I’ve come to understand that my life is no different than the storybooks I’ve always loved to read. And up until a few years ago, I was so invested in believing my own story to be true that I was no more writing my story as much as I was allowing it to be written by everything and everyone around me. I was a character in my own story, but one who existed at the mercy of the plot unfolding around me.
Through a series of conscious choices that included working with a coach, I realized my life, and the story about it in my own mind, wasn’t one I had to believe as fact any longer. I had become so accustomed to living my life as it happened, attributing the good stuff to luck and faithfulness and the bad stuff to lessons I must still need to learn and faithlessness, that I failed to see the adventure option in front of me, to turn to a different page for a different outcome. So I began testing the idea of my life as a Choose Your Own Adventure instead of a travelogue of What Happened To Me.

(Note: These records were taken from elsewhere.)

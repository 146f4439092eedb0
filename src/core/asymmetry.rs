// Arm drift asymmetry for a single pose
//
// asymmetry = |left_wrist.y - right_wrist.y| / mean arm length
//
// Which arm length is used, and whether the score is normalized at all, depends
// on how trustworthy the detected arms look.

use crate::core::geometry::{self, ArmLengths, Normalizer};
use crate::core::thresholds::ThresholdLadder;
use crate::models::assessment::{
    AnalysisMethod, AsymmetryAnalysis, DetectionQuality, DriftError, DriftResult,
    QualityAssessment, Severity,
};
use crate::models::pose::{ArmKeypoints, PoseKeypoints};
use serde::{Deserialize, Serialize};
use tracing::debug;

// ==============================================================================
// Settings
// ==============================================================================

/// When a result counts as "drift detected"
#[derive(Debug, Clone, Copy, PartialEq, Serialize, Deserialize)]
#[serde(tag = "rule", rename_all = "snake_case")]
pub enum DriftRule {
    /// Any severity above normal
    AboveNormal,
    /// Score strictly above a fixed ratio
    Threshold { min_score: f64 },
}

impl DriftRule {
    pub fn is_drift(&self, score: f64, severity: Severity) -> bool {
        match self {
            DriftRule::AboveNormal => severity > Severity::Normal,
            DriftRule::Threshold { min_score } => score > *min_score,
        }
    }
}

/// Cutoffs for judging keypoint detection quality from Euclidean arm lengths
#[derive(Debug, Clone, Copy, PartialEq, Serialize, Deserialize)]
pub struct QualityLimits {
    pub very_small_arm: f64,
    pub small_arm: f64,
    pub very_poor_difference: f64,
    pub poor_difference: f64,
    pub fair_difference: f64,
}

impl Default for QualityLimits {
    fn default() -> Self {
        Self {
            very_small_arm: 0.02,
            small_arm: 0.05,
            very_poor_difference: 0.8,
            poor_difference: 0.5,
            fair_difference: 0.3,
        }
    }
}

#[derive(Debug, Clone, PartialEq)]
pub struct AnalyzerSettings {
    pub ladder: ThresholdLadder,
    pub normalizer: Normalizer,
    /// Average arm length at or below which normalization is skipped
    pub min_arm_length: f64,
    pub drift_rule: DriftRule,
    pub quality: QualityLimits,
    /// Keypoints reported below this confidence count as missing
    pub min_visibility: f64,
}

impl Default for AnalyzerSettings {
    fn default() -> Self {
        Self {
            ladder: ThresholdLadder::default(),
            normalizer: Normalizer::Euclidean,
            min_arm_length: 0.01,
            drift_rule: DriftRule::AboveNormal,
            quality: QualityLimits::default(),
            min_visibility: 0.5,
        }
    }
}

// ==============================================================================
// Detection Quality
// ==============================================================================

/// Judge whether a pose's arms are consistent enough to normalize against
pub fn assess_quality(pose: &PoseKeypoints, limits: &QualityLimits) -> QualityAssessment {
    match pose.arms() {
        Some(arms) => assess_arm_quality(&arms, limits),
        None => QualityAssessment {
            quality: DetectionQuality::Poor,
            reason: "Missing required keypoints".to_string(),
            arm_length_diff: 1.0,
            avg_arm_length: 0.0,
            left_arm_length: 0.0,
            right_arm_length: 0.0,
        },
    }
}

pub fn assess_arm_quality(arms: &ArmKeypoints, limits: &QualityLimits) -> QualityAssessment {
    let lengths = geometry::arm_lengths(arms, Normalizer::Euclidean);
    let diff = lengths.relative_difference();
    let avg = lengths.average;

    let (quality, reason) = if avg < limits.very_small_arm || diff > limits.very_poor_difference {
        (
            DetectionQuality::VeryPoor,
            format!(
                "Very small arm lengths ({:.3}) or large difference ({:.1}%)",
                avg,
                diff * 100.0
            ),
        )
    } else if avg < limits.small_arm || diff > limits.poor_difference {
        (
            DetectionQuality::Poor,
            format!(
                "Small arm lengths ({:.3}) or significant difference ({:.1}%)",
                avg,
                diff * 100.0
            ),
        )
    } else if diff > limits.fair_difference {
        (
            DetectionQuality::Fair,
            format!("Moderate arm length difference ({:.1}%)", diff * 100.0),
        )
    } else {
        (
            DetectionQuality::Good,
            format!("Good arm length consistency ({:.1}%)", diff * 100.0),
        )
    };

    QualityAssessment {
        quality,
        reason,
        arm_length_diff: diff,
        avg_arm_length: avg,
        left_arm_length: lengths.left,
        right_arm_length: lengths.right,
    }
}

// ==============================================================================
// Scoring
// ==============================================================================

/// Raw asymmetry ratio with the given normalizer, 0.0 when the arms are too
/// short to normalize against
pub fn asymmetry_ratio(arms: &ArmKeypoints, normalizer: Normalizer, min_arm_length: f64) -> f64 {
    let lengths = geometry::arm_lengths(arms, normalizer);
    if lengths.average > min_arm_length {
        geometry::wrist_drift(arms) / lengths.average
    } else {
        0.0
    }
}

/// Score a single pose, choosing the method from detection quality
pub fn score_pose(pose: &PoseKeypoints, settings: &AnalyzerSettings) -> DriftResult<AsymmetryAnalysis> {
    let pose = pose.visible(settings.min_visibility);
    let arms = pose.arms().ok_or_else(|| {
        DriftError::MissingKeypoints(
            pose.missing_required()
                .into_iter()
                .map(String::from)
                .collect(),
        )
    })?;

    let quality = assess_arm_quality(&arms, &settings.quality);
    if quality.quality == DetectionQuality::VeryPoor {
        return Err(DriftError::UnreliableDetection(quality.reason));
    }

    let vertical_drift = geometry::wrist_drift(&arms);
    let lengths = geometry::arm_lengths(&arms, settings.normalizer);
    let (asymmetry_score, method) = select_method(vertical_drift, &lengths, &quality, settings);

    debug!(
        left_arm_length = lengths.left,
        right_arm_length = lengths.right,
        avg_arm_length = lengths.average,
        vertical_drift,
        quality = quality.quality.to_string(),
        method = method.to_string(),
        "Arm analysis"
    );

    // Already a ratio, so no percentage guessing here
    let severity = settings.ladder.classify_ratio(asymmetry_score);
    let drift_detected = settings.drift_rule.is_drift(asymmetry_score, severity);

    Ok(AsymmetryAnalysis {
        asymmetry_score,
        asymmetry_percent: asymmetry_score * 100.0,
        vertical_drift,
        left_arm_length: lengths.left,
        right_arm_length: lengths.right,
        avg_arm_length: lengths.average,
        quality,
        method,
        severity,
        drift_detected,
        clinical_interpretation: severity.interpretation().to_string(),
    })
}

fn select_method(
    vertical_drift: f64,
    lengths: &ArmLengths,
    quality: &QualityAssessment,
    settings: &AnalyzerSettings,
) -> (f64, AnalysisMethod) {
    if quality.quality <= DetectionQuality::Poor {
        return (vertical_drift, AnalysisMethod::AbsoluteVerticalDrift);
    }
    if lengths.average > settings.min_arm_length {
        (
            vertical_drift / lengths.average,
            AnalysisMethod::NormalizedVerticalDrift,
        )
    } else {
        (vertical_drift, AnalysisMethod::AbsoluteVerticalDrift)
    }
}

Testing this idea of choice felt like a game, and playing inside of my life was definitely more fun than watching it happen in front of me without my participation. It took some practice, certainly, but actively choosing how I interacted with and interpreted the myriad life situations happening outside of my control created a surprising result. Losing my attachment to being in control had the opposite effect! Instead of feeling like an unwilling participant in a game of chance, I slowly became the controller and creator of my own game: The Story of Me.
Stephen Covey, in his book The 7 Habits of Highly Effective People, attributes Viktor Frankl, well-known neurologist, psychiatrist and Holocaust survivor, with the following quote:
“Between stimulus and response lies a space. In that space lie our freedom and power to choose a response. In our response lies our growth and our happiness.”
Frankl’s theory proved accurate for me. I started to see that I was actually interpreting events and other people’s behavior as having caused me pain or joy, as negative or positive, bad or good. Those interpretations were, in fact, my own personal judgments: thoughts inside of me that I chose to believe as truth, and then I reacted accordingly.
When I practice an intentional period of separation between what Frankl refers to as the stimulus and the response I give myself time to consider my reaction. This practice is not dissimilar to my childhood training of counting to ten before saying something I might regret.
Through this practice, which I still maintain, I spend more and more time in Frankl’s space between stimulus and response. The growth and happiness I experience are directly related to the choices I’m making in that space. No longer am I emotionally exhausted by the constant barrage of my own judgments about what other people are doing or saying as having anything to do with me.
When I feel frustrated or stuck, I simply look to see where I’m not choosing my own adventure and then I happily turn back a few pages and start over again, returning to the awareness that emotional freedom and power are always available to me through a different choice.